Possible currentAction values are:

  • ABANDONING. The instance is being removed from the MIG.
  • CREATING. The instance is in the process of being created.
  • CREATING_WITHOUT_RETRIES. The instance is being created without retries; if the instance isn't created on the first try, the MIG doesn't try to replace the instance again.
  • DELETING. The instance is in the process of being deleted.
  • RECREATING. The instance is being replaced.
  • REFRESHING. The instance is being removed from its current target pools and being readded to the list of current target pools (this list might be the same or different from existing target pools).
  • RESTARTING. The instance is in the process of being restarted using the stop and start methods.
  • VERIFYING. The instance has been created and is in the process of being verified.
  • NONE. No actions are being performed on the instance.

Checking whether the MIG is stable

At the group level, Compute Engine populates a read-only field called status that contains an isStable flag.

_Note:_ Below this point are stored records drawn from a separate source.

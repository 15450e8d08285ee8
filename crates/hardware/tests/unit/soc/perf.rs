//! Performance counter block.

use pretty_assertions::assert_eq;

use crate::common::builder::instruction::asm;
use crate::common::harness::TestContext;
use rvpipe_core::config::Variant;
use rvpipe_core::soc::devices::perf::{BRANCHES, CONTROL, CYCLES, RETIRED};
use rvpipe_core::soc::devices::{PerfCounters, PerfEvents};
use rvpipe_core::soc::Device;

const NOP: u32 = 0x0000_0013;

fn with_padding(body: &[u32]) -> Vec<u32> {
    let mut program = body.to_vec();
    program.extend([NOP; 4]);
    program
}

#[test]
fn program_reads_cycle_and_retired_counters() {
    // The first load reads in cycle 5 and sees the 4 cycles already counted. The second
    // sees the lui that retired in cycle 5.
    let program = with_padding(&[
        asm().lui(1, 0xFFFF0).build(),
        asm().lw(5, 1, 0x100).build(),
        asm().lw(6, 1, 0x104).build(),
        asm().halt().build(),
    ]);
    let mut ctx = TestContext::new(Variant::Forward).load_program(&program);
    let _ = ctx.run_until_halt();

    assert_eq!(ctx.get_reg(5), 4);
    assert_eq!(ctx.get_reg(6), 1);
}

#[test]
fn program_clears_counters() {
    let program = with_padding(&[
        asm().lui(1, 0xFFFF0).build(),
        asm().sw(1, 0, 0x11C).build(),
        asm().nop().build(),
        asm().lw(5, 1, 0x100).build(),
        asm().halt().build(),
    ]);
    let mut ctx = TestContext::new(Variant::Forward).load_program(&program);
    let _ = ctx.run_until_halt();

    assert_eq!(ctx.get_reg(5), 1);
}

#[test]
fn record_counts_each_event() {
    let mut perf = PerfCounters::new(0xFFFF_0100);
    perf.record(PerfEvents {
        retired: true,
        branch: true,
        ..PerfEvents::default()
    });
    perf.record(PerfEvents {
        stalled: true,
        ..PerfEvents::default()
    });
    perf.record(PerfEvents {
        retired: true,
        branch: true,
        mispredict: true,
        ..PerfEvents::default()
    });

    assert_eq!(perf.cycles(), 3);
    assert_eq!(perf.retired(), 2);
    assert_eq!(perf.stalls(), 1);
    assert_eq!(perf.branches(), 2);
    assert_eq!(perf.mispredicts(), 1);
    assert_eq!(perf.read_u32(CYCLES), 3);
    assert_eq!(perf.read_u32(BRANCHES), 2);
}

#[test]
fn disabled_byte_lanes_do_not_clear() {
    let mut perf = PerfCounters::new(0);
    perf.record(PerfEvents::default());
    perf.write_u32(CONTROL, 1, 0);
    perf.record(PerfEvents::default());
    assert_eq!(perf.cycles(), 2);
}

#[test]
fn explicit_clear_resets_everything() {
    let mut perf = PerfCounters::new(0);
    perf.record(PerfEvents {
        retired: true,
        ..PerfEvents::default()
    });
    perf.clear();
    assert_eq!(perf.read_u32(RETIRED), 0);
    assert_eq!(perf.address_range(), (0, 0x20));
}
//! Byte lanes, load extension and access planning.

use pretty_assertions::assert_eq;
use rstest::rstest;

use rvpipe_core::config::{AlignmentPolicy, MemoryConfig};
use rvpipe_core::core::pipeline::signals::MemWidth;
use rvpipe_core::core::units::lsu::unaligned::{SplitWrite, funnel_merge, split_store};
use rvpipe_core::core::units::lsu::{
    AccessFault, AccessPlan, byte_enable, extract_load, is_aligned, lane_mask, plan, store_lanes,
    word_align,
};
use rvpipe_core::soc::map::{AddressMap, Region};

fn map() -> AddressMap {
    AddressMap::new(&MemoryConfig::default())
}

#[rstest]
#[case(MemWidth::Byte, 0, 0b0001)]
#[case(MemWidth::Byte, 3, 0b1000)]
#[case(MemWidth::Half, 0, 0b0011)]
#[case(MemWidth::Half, 2, 0b1100)]
#[case(MemWidth::Word, 0, 0b1111)]
#[case(MemWidth::Nop, 1, 0b0000)]
fn byte_enables(#[case] width: MemWidth, #[case] offset: u32, #[case] enable: u8) {
    assert_eq!(byte_enable(width, offset), enable);
}

#[test]
fn lanes_and_masks() {
    assert_eq!(store_lanes(0xAB, 2), 0x00AB_0000);
    assert_eq!(lane_mask(0b0110), 0x00FF_FF00);
    assert_eq!(word_align(0x1007), (0x1004, 3));
    assert!(is_aligned(0x1002, MemWidth::Half));
    assert!(!is_aligned(0x1002, MemWidth::Word));
    assert!(is_aligned(0x1003, MemWidth::Byte));
}

#[rstest]
#[case(0x8081_8283, 0, MemWidth::Byte, true, 0xFFFF_FF83)]
#[case(0x8081_8283, 0, MemWidth::Byte, false, 0x83)]
#[case(0x8081_8283, 2, MemWidth::Half, true, 0xFFFF_8081)]
#[case(0x8081_8283, 2, MemWidth::Half, false, 0x8081)]
#[case(0x1234_5678, 1, MemWidth::Byte, true, 0x56)]
#[case(0x1234_5678, 0, MemWidth::Word, true, 0x1234_5678)]
fn load_extension(
    #[case] word: u32,
    #[case] offset: u32,
    #[case] width: MemWidth,
    #[case] signed: bool,
    #[case] value: u32,
) {
    assert_eq!(extract_load(word, offset, width, signed), value);
}

#[test]
fn aligned_plans_carry_region_and_offset() {
    assert_eq!(
        plan(&map(), AlignmentPolicy::Strict, 0x103, MemWidth::Byte),
        AccessPlan::Aligned {
            region: Region::Ram,
            base: 0x100,
            offset: 3
        }
    );
    assert_eq!(
        plan(&map(), AlignmentPolicy::Strict, 0xFFFF_0004, MemWidth::Word),
        AccessPlan::Aligned {
            region: Region::Io,
            base: 0xFFFF_0004,
            offset: 0
        }
    );
}

#[rstest]
#[case(AlignmentPolicy::Strict, 0x101, MemWidth::Word, AccessPlan::Fault(AccessFault::Misaligned))]
#[case(AlignmentPolicy::Strict, 0x103, MemWidth::Half, AccessPlan::Fault(AccessFault::Misaligned))]
#[case(AlignmentPolicy::Split, 0x102, MemWidth::Word, AccessPlan::Split { lo: 0x100, hi: 0x104, offset: 2 })]
#[case(AlignmentPolicy::Split, 0x103, MemWidth::Half, AccessPlan::Split { lo: 0x100, hi: 0x104, offset: 3 })]
#[case(AlignmentPolicy::Split, 0xFFFF_0001, MemWidth::Word, AccessPlan::Fault(AccessFault::Misaligned))]
#[case(AlignmentPolicy::Split, 0xFFFE, MemWidth::Word, AccessPlan::Fault(AccessFault::Unmapped))]
#[case(AlignmentPolicy::Split, 0x101, MemWidth::Half, AccessPlan::Aligned { region: Region::Ram, base: 0x100, offset: 1 })]
#[case(AlignmentPolicy::Split, 0xFFFD, MemWidth::Half, AccessPlan::Aligned { region: Region::Ram, base: 0xFFFC, offset: 1 })]
#[case(AlignmentPolicy::Split, 0xFFFF, MemWidth::Half, AccessPlan::Fault(AccessFault::Unmapped))]
#[case(AlignmentPolicy::Strict, 0xFFFD, MemWidth::Half, AccessPlan::Fault(AccessFault::Misaligned))]
#[case(AlignmentPolicy::Strict, 0x4000_0000, MemWidth::Byte, AccessPlan::Fault(AccessFault::Unmapped))]
fn misaligned_and_unmapped_plans(
    #[case] policy: AlignmentPolicy,
    #[case] addr: u32,
    #[case] width: MemWidth,
    #[case] expected: AccessPlan,
) {
    assert_eq!(plan(&map(), policy, addr, width), expected);
}

#[test]
fn funnel_merge_spans_two_words() {
    assert_eq!(funnel_merge(0x4433_2211, 0x8877_6655, 0), 0x4433_2211);
    assert_eq!(funnel_merge(0x4433_2211, 0x8877_6655, 1), 0x5544_3322);
    assert_eq!(funnel_merge(0x4433_2211, 0x8877_6655, 3), 0x7766_5544);
}

#[test]
fn split_store_partitions_lanes() {
    assert_eq!(
        split_store(0xAABB_CCDD, MemWidth::Word, 1),
        [
            SplitWrite {
                data: 0xBBCC_DD00,
                enable: 0b1110
            },
            SplitWrite {
                data: 0x0000_00AA,
                enable: 0b0001
            },
        ]
    );
    assert_eq!(
        split_store(0x1234, MemWidth::Half, 3),
        [
            SplitWrite {
                data: 0x3400_0000,
                enable: 0b1000
            },
            SplitWrite {
                data: 0x0000_0012,
                enable: 0b0001
            },
        ]
    );
}
//! Field extraction, immediate generation and the branch comparator.

use pretty_assertions::assert_eq;
use proptest::prelude::*;
use rstest::rstest;

use crate::common::builder::instruction::asm;
use rvpipe_core::isa::branch::compare;
use rvpipe_core::isa::decode::{decode, format_of, immediate, sign_extend};
use rvpipe_core::isa::instruction::{ImmFormat, InstructionBits};
use rvpipe_core::isa::rv32i::{funct3, opcodes};

#[test]
fn register_fields() {
    let inst = asm().sub(7, 12, 31).build();
    assert_eq!(inst.opcode(), opcodes::OP_REG);
    assert_eq!(inst.rd(), 7);
    assert_eq!(inst.rs1(), 12);
    assert_eq!(inst.rs2(), 31);
    assert_eq!(inst.funct3(), funct3::ADD_SUB);
    assert_eq!(inst.funct7(), 0b010_0000);
}

#[rstest]
#[case(opcodes::OP_IMM, ImmFormat::I)]
#[case(opcodes::OP_LOAD, ImmFormat::I)]
#[case(opcodes::OP_JALR, ImmFormat::I)]
#[case(opcodes::OP_STORE, ImmFormat::S)]
#[case(opcodes::OP_BRANCH, ImmFormat::B)]
#[case(opcodes::OP_LUI, ImmFormat::U)]
#[case(opcodes::OP_AUIPC, ImmFormat::U)]
#[case(opcodes::OP_JAL, ImmFormat::J)]
#[case(opcodes::OP_REG, ImmFormat::None)]
#[case(opcodes::OP_SYSTEM, ImmFormat::None)]
fn immediate_format_by_opcode(#[case] opcode: u32, #[case] format: ImmFormat) {
    assert_eq!(format_of(opcode), format);
}

#[test]
fn known_encodings() {
    // addi a0, zero, 10
    assert_eq!(decode(0x00A0_0513).imm, 10);
    // sw x0, -16(x0)
    assert_eq!(decode(0xFE00_2823).imm, -16);
    // lui x1, 0xFFFF0
    assert_eq!(decode(asm().lui(1, 0xFFFF0).build()).imm as u32, 0xFFFF_0000);
    // jal x0, -8
    assert_eq!(decode(asm().jal(0, -8).build()).imm, -8);
}

#[test]
fn sign_extension_widths() {
    assert_eq!(sign_extend(0x800, 12), -2048);
    assert_eq!(sign_extend(0x7FF, 12), 2047);
    assert_eq!(sign_extend(0x1000, 13), -4096);
    assert_eq!(sign_extend(0x10_0000, 21), -1_048_576);
}

proptest! {
    #[test]
    fn i_immediate_round_trips(imm in -2048i32..2048) {
        let inst = asm().addi(1, 2, imm).build();
        prop_assert_eq!(immediate(inst, ImmFormat::I), imm);
    }

    #[test]
    fn s_immediate_round_trips(imm in -2048i32..2048) {
        let inst = asm().sw(3, 4, imm).build();
        prop_assert_eq!(immediate(inst, ImmFormat::S), imm);
    }

    #[test]
    fn b_immediate_round_trips(half in -2048i32..2048) {
        let imm = half * 2;
        let inst = asm().bne(5, 6, imm).build();
        prop_assert_eq!(immediate(inst, ImmFormat::B), imm);
    }

    #[test]
    fn j_immediate_round_trips(half in -(1i32 << 19)..(1i32 << 19)) {
        let imm = half * 2;
        let inst = asm().jal(1, imm).build();
        prop_assert_eq!(immediate(inst, ImmFormat::J), imm);
    }

    #[test]
    fn u_immediate_keeps_upper_bits(upper in 0u32..(1 << 20)) {
        let inst = asm().lui(9, upper).build();
        prop_assert_eq!(immediate(inst, ImmFormat::U) as u32, upper << 12);
    }
}

#[rstest]
#[case(funct3::BEQ, 5, 5, true)]
#[case(funct3::BEQ, 5, 6, false)]
#[case(funct3::BNE, 5, 6, true)]
#[case(funct3::BLT, 0xFFFF_FFFF, 0, true)]
#[case(funct3::BLTU, 0xFFFF_FFFF, 0, false)]
#[case(funct3::BGE, 0, 0xFFFF_FFFF, true)]
#[case(funct3::BGE, 3, 3, true)]
#[case(funct3::BGEU, 0, 0xFFFF_FFFF, false)]
fn comparator(#[case] f3: u32, #[case] a: u32, #[case] b: u32, #[case] taken: bool) {
    assert_eq!(compare(f3, a, b), Some(taken));
}

#[rstest]
fn reserved_branch_funct3_is_rejected(#[values(0b010, 0b011)] f3: u32) {
    assert_eq!(compare(f3, 0, 0), None);
}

If all VMs in the group are running and healthy (that is, the currentAction of each managed instance is NONE), thenstatus.isStable==true. Remember that the stability of a MIG depends on group configurations beyond the autohealing policy; for example, if your group is autoscaled, and if it is currently scaling in or out, then isStable==false due to the autoscaler operation.

Verify that all instances in a managed instance group are running and healthy by checking the value of the group's status.isStable field.

gcloud

Use the describe command:

gcloud compute instance-groups managed describe instance-group-name \
    [--zone zone | --region region]

gcloud tool returns detailed information about the MIG including its status.isStable field.

To pause a script until the MIG is stable, use the wait-until command with the --stable flag. For example:

gcloud compute instance-groups managed wait-until instance-group-name \
    --stable \
    [--zone zone | --region region]
Waiting for group to become stable, current operations: deleting: 4
Waiting for group to become stable, current operations: deleting: 4
...
Group is stable

The command returns after status.isStable is set to true for the MIG.

API

For a zonal MIG, make a GET request to the instanceGroupManagers.get method:

GET https://compute.googleapis.com/compute/v1/projects/project-id/zones/zone/instanceGroupManagers/instance-group-name/get

For a regional managed instance group, replace zones/zone with regions/region:

GET https://compute.googleapis.com/compute/v1/projects/project-id/regions/region/instanceGroupManagers/instance-group-name/get

The Compute Engine API returns detailed information about the MIG including its status.isStable field.

status.isStable set to false indicates that changes are active, pending, or that the MIG itself is being modified.

status.isStable set to true indicates the following:

  • None of the instances in the MIG are undergoing any type of change and the currentAction for all instances is NONE.
  • No changes are pending for instances in the MIG.
  • The MIG itself is not being modified.

Remember that the stability of a MIG depends on numerous factors because a MIG can be modified in numerous ways. For example:

  • You make a request to roll out a new instance template.
  • You make a request to create, delete, resize or update instances in the MIG.
  • An autoscaler requests to resize the MIG.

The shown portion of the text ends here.